Stored items

* * * * * * *

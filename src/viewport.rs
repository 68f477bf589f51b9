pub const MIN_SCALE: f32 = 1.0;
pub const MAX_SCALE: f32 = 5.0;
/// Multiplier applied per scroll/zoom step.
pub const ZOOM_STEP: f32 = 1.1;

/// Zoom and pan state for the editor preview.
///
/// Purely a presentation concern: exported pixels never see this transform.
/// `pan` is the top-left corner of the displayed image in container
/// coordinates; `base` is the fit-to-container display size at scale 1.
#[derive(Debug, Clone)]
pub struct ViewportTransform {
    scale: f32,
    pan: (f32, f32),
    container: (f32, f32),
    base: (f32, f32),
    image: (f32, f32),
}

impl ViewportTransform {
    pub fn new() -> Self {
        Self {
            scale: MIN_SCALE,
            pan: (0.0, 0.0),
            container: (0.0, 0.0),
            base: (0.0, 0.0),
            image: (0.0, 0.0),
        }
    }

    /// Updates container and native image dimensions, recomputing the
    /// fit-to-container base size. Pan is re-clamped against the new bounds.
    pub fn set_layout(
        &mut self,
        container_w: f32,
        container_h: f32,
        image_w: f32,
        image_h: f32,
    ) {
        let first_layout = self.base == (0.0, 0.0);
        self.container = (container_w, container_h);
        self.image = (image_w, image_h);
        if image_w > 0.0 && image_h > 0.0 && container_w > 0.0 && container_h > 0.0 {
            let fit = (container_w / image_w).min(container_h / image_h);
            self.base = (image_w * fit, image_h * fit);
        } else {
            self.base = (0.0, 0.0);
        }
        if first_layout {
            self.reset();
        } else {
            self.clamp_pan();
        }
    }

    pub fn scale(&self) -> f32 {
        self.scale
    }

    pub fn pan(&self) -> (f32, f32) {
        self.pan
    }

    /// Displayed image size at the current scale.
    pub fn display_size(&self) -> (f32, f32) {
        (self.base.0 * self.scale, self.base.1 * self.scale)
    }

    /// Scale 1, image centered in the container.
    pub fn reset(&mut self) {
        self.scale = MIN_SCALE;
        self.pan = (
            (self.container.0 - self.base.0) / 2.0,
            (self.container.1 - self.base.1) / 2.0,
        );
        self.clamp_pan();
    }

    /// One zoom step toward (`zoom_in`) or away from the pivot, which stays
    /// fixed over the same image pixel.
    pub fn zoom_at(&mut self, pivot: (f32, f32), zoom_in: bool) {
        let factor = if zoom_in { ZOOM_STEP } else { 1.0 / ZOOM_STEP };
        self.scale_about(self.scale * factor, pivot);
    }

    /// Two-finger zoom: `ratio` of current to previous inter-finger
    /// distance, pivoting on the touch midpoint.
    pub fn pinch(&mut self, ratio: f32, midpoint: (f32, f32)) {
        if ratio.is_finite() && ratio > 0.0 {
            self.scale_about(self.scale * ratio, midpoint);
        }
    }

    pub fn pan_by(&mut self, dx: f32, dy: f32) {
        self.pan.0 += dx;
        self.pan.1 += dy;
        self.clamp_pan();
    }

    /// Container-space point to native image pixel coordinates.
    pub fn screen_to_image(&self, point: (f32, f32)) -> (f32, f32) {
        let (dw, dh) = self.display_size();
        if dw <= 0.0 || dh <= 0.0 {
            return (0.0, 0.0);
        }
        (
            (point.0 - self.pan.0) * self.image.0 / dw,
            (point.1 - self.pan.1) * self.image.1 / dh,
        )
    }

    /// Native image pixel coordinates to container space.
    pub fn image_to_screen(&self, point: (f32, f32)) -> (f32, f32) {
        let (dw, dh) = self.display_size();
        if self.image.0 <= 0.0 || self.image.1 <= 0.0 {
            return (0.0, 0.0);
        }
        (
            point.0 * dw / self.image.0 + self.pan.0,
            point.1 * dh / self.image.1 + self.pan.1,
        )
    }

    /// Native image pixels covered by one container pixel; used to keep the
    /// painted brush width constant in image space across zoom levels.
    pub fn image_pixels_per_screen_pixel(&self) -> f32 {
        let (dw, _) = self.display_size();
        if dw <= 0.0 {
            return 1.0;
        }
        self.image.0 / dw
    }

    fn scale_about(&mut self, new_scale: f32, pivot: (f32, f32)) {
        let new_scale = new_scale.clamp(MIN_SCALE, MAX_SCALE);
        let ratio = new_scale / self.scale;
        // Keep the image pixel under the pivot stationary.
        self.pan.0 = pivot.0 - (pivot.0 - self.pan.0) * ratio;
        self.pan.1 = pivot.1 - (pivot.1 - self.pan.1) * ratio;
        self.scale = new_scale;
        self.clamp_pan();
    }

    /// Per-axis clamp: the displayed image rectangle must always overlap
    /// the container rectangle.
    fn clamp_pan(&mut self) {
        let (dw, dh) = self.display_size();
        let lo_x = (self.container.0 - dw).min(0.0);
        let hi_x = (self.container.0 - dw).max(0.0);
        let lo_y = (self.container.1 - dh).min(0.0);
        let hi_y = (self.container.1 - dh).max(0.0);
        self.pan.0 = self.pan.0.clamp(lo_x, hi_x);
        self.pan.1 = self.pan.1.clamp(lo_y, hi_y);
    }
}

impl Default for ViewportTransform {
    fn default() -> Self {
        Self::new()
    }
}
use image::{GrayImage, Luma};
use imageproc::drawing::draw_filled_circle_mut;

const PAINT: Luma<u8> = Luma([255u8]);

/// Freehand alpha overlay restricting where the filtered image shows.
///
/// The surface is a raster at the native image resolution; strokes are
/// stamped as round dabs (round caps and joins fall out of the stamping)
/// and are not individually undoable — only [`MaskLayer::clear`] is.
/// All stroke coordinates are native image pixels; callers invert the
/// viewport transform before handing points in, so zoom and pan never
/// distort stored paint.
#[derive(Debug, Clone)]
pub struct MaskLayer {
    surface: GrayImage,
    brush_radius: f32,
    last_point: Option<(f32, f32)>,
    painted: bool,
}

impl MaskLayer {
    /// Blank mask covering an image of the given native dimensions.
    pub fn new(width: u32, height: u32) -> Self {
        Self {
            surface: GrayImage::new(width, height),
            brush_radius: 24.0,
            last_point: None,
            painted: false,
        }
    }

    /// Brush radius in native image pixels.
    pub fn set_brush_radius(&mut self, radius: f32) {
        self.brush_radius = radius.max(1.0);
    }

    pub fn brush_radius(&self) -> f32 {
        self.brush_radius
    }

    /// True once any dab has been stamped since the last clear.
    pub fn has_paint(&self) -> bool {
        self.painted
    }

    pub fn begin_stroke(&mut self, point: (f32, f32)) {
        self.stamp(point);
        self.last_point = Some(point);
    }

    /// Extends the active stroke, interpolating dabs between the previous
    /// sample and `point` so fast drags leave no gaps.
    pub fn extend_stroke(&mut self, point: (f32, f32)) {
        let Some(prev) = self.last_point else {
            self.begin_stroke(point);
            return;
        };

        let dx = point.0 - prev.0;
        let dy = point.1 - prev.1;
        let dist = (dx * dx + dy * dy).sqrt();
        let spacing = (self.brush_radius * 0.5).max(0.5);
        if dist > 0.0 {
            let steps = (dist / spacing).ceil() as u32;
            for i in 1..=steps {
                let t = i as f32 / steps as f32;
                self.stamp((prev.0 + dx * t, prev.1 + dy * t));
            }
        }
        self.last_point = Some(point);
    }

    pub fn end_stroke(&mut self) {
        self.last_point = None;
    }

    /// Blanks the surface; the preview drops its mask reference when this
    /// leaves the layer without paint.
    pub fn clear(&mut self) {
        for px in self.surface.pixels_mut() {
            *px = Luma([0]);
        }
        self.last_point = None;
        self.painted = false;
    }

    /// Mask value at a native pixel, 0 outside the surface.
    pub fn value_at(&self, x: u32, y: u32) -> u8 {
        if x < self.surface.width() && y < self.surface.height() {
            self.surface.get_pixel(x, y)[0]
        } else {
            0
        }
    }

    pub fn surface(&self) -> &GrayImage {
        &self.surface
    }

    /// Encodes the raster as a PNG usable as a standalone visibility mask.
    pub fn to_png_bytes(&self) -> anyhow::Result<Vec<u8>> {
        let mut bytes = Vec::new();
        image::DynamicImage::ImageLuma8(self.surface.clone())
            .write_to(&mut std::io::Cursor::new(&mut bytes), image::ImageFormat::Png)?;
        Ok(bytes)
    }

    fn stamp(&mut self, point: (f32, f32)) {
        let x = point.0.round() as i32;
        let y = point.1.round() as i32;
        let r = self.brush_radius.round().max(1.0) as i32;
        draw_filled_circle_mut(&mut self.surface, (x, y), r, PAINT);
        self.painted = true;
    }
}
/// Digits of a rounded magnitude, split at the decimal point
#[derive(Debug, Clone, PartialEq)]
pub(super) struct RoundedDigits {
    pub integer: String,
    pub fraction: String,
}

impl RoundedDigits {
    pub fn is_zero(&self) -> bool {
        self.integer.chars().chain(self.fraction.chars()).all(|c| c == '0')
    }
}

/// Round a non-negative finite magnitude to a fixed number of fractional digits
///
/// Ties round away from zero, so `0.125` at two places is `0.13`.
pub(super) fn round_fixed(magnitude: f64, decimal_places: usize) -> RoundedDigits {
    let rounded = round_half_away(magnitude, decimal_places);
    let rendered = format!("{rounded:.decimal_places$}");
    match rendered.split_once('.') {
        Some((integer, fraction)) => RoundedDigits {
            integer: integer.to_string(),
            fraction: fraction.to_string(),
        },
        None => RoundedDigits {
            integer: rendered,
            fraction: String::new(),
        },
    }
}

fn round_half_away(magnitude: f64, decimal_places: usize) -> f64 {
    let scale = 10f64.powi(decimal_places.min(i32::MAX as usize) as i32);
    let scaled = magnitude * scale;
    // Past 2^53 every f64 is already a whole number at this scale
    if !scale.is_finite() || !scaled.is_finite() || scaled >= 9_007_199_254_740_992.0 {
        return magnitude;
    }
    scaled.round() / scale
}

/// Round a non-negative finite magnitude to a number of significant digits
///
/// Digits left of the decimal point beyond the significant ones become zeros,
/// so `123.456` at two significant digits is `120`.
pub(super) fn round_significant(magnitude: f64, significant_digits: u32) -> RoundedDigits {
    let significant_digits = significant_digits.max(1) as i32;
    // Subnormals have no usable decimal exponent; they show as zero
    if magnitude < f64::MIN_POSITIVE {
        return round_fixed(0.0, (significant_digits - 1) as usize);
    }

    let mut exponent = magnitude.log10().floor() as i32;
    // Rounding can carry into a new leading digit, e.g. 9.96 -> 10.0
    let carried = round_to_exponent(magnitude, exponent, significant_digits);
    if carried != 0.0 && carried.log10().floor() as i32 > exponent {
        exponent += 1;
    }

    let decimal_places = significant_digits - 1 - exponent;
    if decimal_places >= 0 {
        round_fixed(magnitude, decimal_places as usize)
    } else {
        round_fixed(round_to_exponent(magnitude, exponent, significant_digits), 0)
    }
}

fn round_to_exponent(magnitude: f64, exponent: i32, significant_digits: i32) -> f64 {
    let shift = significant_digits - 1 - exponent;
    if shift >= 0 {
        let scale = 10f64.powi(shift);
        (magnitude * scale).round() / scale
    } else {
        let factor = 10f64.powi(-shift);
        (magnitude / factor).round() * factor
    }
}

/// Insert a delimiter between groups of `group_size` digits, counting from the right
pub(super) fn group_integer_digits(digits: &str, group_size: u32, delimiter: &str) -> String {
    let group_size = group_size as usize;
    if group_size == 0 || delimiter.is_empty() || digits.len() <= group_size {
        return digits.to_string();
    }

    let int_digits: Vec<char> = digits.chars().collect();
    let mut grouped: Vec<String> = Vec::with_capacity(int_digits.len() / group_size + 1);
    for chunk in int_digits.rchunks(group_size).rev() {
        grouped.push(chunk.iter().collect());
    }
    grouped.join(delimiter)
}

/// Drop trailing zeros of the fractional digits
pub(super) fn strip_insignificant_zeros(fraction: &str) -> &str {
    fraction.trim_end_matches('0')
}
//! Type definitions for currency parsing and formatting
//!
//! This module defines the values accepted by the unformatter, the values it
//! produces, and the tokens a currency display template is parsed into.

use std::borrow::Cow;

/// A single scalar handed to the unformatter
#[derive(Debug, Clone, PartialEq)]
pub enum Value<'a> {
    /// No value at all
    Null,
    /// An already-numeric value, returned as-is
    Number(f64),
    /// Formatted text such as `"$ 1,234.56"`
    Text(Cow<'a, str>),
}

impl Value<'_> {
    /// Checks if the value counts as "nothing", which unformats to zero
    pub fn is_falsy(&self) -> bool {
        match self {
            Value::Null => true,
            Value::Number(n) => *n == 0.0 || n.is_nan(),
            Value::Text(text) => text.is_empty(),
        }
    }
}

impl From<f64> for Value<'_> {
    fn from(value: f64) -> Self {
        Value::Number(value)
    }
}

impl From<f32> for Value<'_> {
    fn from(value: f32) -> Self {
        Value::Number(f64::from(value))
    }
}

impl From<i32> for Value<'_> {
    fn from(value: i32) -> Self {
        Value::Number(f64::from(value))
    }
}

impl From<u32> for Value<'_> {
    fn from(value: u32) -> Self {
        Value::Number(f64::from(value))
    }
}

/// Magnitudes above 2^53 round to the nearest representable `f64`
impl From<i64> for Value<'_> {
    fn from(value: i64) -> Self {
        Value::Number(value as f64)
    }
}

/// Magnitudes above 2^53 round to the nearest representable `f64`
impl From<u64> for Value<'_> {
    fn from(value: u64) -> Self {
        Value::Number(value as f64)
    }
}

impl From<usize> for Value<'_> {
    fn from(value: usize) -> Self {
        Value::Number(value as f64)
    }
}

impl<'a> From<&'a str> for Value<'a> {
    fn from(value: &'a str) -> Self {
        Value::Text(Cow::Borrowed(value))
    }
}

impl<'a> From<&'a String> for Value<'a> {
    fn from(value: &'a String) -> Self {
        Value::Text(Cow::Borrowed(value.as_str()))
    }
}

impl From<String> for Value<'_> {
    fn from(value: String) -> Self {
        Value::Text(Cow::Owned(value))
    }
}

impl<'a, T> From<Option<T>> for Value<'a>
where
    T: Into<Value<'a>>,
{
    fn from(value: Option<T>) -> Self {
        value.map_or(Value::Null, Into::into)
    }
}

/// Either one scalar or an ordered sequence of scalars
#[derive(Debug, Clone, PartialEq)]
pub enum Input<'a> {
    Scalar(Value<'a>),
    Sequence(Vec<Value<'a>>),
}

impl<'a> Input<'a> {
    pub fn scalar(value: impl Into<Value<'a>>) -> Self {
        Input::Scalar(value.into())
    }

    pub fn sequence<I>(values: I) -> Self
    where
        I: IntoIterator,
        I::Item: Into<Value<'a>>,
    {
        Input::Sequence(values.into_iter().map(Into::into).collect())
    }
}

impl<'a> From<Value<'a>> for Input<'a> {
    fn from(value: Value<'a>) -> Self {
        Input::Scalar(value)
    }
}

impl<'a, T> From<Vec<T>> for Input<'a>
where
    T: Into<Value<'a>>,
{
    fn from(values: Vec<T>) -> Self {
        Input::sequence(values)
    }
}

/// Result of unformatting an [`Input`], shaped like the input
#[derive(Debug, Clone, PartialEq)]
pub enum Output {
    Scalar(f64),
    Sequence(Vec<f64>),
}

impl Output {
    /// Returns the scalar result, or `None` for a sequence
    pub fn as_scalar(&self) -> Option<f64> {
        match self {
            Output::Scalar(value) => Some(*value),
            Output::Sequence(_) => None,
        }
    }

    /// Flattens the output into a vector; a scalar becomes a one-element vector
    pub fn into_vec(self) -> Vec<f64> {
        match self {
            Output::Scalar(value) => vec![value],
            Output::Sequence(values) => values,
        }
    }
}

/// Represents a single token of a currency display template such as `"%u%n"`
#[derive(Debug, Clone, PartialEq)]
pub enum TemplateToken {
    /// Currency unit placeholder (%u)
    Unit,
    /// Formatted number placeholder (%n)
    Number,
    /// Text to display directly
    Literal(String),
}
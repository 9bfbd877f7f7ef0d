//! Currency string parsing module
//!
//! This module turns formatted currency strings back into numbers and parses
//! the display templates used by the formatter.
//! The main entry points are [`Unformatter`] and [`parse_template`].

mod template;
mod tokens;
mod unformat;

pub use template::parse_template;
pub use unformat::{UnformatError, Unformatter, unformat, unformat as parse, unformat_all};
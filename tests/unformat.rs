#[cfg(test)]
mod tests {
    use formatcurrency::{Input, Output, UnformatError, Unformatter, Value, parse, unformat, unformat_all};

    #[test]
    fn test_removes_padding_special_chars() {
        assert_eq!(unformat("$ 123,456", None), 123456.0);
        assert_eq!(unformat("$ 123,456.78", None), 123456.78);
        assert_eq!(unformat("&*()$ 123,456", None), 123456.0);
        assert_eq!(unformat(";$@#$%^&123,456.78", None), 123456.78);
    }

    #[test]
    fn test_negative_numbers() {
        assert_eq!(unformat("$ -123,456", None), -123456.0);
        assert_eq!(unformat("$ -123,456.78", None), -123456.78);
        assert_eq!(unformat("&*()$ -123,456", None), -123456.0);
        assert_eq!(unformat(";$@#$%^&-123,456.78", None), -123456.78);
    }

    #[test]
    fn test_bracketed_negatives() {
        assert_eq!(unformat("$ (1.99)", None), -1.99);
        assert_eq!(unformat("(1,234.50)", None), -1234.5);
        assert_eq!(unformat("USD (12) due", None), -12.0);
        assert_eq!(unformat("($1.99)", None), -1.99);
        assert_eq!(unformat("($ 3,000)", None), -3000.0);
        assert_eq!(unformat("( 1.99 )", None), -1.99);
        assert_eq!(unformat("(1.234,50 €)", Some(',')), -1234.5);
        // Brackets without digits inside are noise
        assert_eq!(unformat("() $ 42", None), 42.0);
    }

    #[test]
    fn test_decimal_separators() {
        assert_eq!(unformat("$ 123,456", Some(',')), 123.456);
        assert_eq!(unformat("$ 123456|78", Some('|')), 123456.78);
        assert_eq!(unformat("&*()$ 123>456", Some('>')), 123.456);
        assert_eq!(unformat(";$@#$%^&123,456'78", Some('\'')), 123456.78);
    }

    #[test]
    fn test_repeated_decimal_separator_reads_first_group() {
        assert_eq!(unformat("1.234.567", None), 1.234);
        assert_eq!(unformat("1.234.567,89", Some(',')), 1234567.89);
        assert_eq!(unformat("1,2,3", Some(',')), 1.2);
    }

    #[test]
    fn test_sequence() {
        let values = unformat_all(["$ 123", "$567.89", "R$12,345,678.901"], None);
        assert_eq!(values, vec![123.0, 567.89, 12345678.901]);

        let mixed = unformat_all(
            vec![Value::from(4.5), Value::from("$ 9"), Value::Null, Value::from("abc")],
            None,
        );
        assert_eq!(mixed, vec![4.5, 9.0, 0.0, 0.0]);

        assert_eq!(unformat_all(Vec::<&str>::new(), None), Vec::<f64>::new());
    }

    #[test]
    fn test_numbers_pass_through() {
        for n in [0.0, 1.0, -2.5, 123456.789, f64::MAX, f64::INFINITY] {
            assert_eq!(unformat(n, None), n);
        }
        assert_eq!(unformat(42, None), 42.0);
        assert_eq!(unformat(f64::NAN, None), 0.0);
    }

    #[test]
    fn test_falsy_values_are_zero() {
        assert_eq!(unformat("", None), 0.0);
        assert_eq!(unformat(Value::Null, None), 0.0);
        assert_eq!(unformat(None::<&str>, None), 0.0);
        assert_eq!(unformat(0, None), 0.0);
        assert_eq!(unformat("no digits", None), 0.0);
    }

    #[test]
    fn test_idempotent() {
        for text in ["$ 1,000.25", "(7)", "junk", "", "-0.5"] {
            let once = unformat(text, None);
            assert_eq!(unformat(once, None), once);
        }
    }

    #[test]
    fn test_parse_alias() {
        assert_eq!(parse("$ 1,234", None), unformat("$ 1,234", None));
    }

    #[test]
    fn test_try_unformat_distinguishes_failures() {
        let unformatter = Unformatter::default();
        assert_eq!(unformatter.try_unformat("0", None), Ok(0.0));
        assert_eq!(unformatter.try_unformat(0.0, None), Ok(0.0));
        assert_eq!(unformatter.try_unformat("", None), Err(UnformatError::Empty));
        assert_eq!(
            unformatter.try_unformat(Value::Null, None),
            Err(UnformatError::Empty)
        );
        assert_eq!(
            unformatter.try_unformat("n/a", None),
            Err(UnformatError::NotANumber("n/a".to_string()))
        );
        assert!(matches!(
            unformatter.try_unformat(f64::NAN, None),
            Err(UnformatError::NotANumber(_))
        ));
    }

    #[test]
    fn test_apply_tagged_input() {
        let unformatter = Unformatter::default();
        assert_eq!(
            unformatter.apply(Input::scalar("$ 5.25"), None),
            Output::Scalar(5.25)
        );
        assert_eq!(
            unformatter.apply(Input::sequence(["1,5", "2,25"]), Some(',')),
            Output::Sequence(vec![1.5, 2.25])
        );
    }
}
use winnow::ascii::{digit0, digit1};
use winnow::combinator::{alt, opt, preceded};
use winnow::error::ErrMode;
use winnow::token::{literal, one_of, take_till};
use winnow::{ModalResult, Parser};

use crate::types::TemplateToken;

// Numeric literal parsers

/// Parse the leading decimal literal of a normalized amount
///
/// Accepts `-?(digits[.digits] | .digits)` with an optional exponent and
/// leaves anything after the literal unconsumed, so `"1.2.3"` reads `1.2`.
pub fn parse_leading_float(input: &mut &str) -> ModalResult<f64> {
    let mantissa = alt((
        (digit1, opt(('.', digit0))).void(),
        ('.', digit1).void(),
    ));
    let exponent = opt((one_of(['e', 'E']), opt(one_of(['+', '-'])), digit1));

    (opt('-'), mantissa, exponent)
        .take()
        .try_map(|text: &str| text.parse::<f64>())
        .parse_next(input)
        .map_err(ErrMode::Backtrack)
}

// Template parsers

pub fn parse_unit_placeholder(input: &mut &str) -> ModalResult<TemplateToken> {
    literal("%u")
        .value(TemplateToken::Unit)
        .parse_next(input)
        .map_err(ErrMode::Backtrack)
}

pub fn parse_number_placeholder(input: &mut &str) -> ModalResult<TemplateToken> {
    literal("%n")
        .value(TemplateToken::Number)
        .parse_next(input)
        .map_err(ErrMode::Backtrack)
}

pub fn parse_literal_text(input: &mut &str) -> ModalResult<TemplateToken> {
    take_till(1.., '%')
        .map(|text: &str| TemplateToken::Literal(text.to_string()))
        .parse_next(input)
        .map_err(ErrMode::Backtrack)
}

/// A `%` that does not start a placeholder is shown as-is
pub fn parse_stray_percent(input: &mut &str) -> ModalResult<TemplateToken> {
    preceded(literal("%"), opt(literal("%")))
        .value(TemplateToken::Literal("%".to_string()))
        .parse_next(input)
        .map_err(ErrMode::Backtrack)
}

* * * * * * *

Provide the count, and nothing else, of lines in the data above where the word "usize" occurs.

**RESPONSE BOX:**
8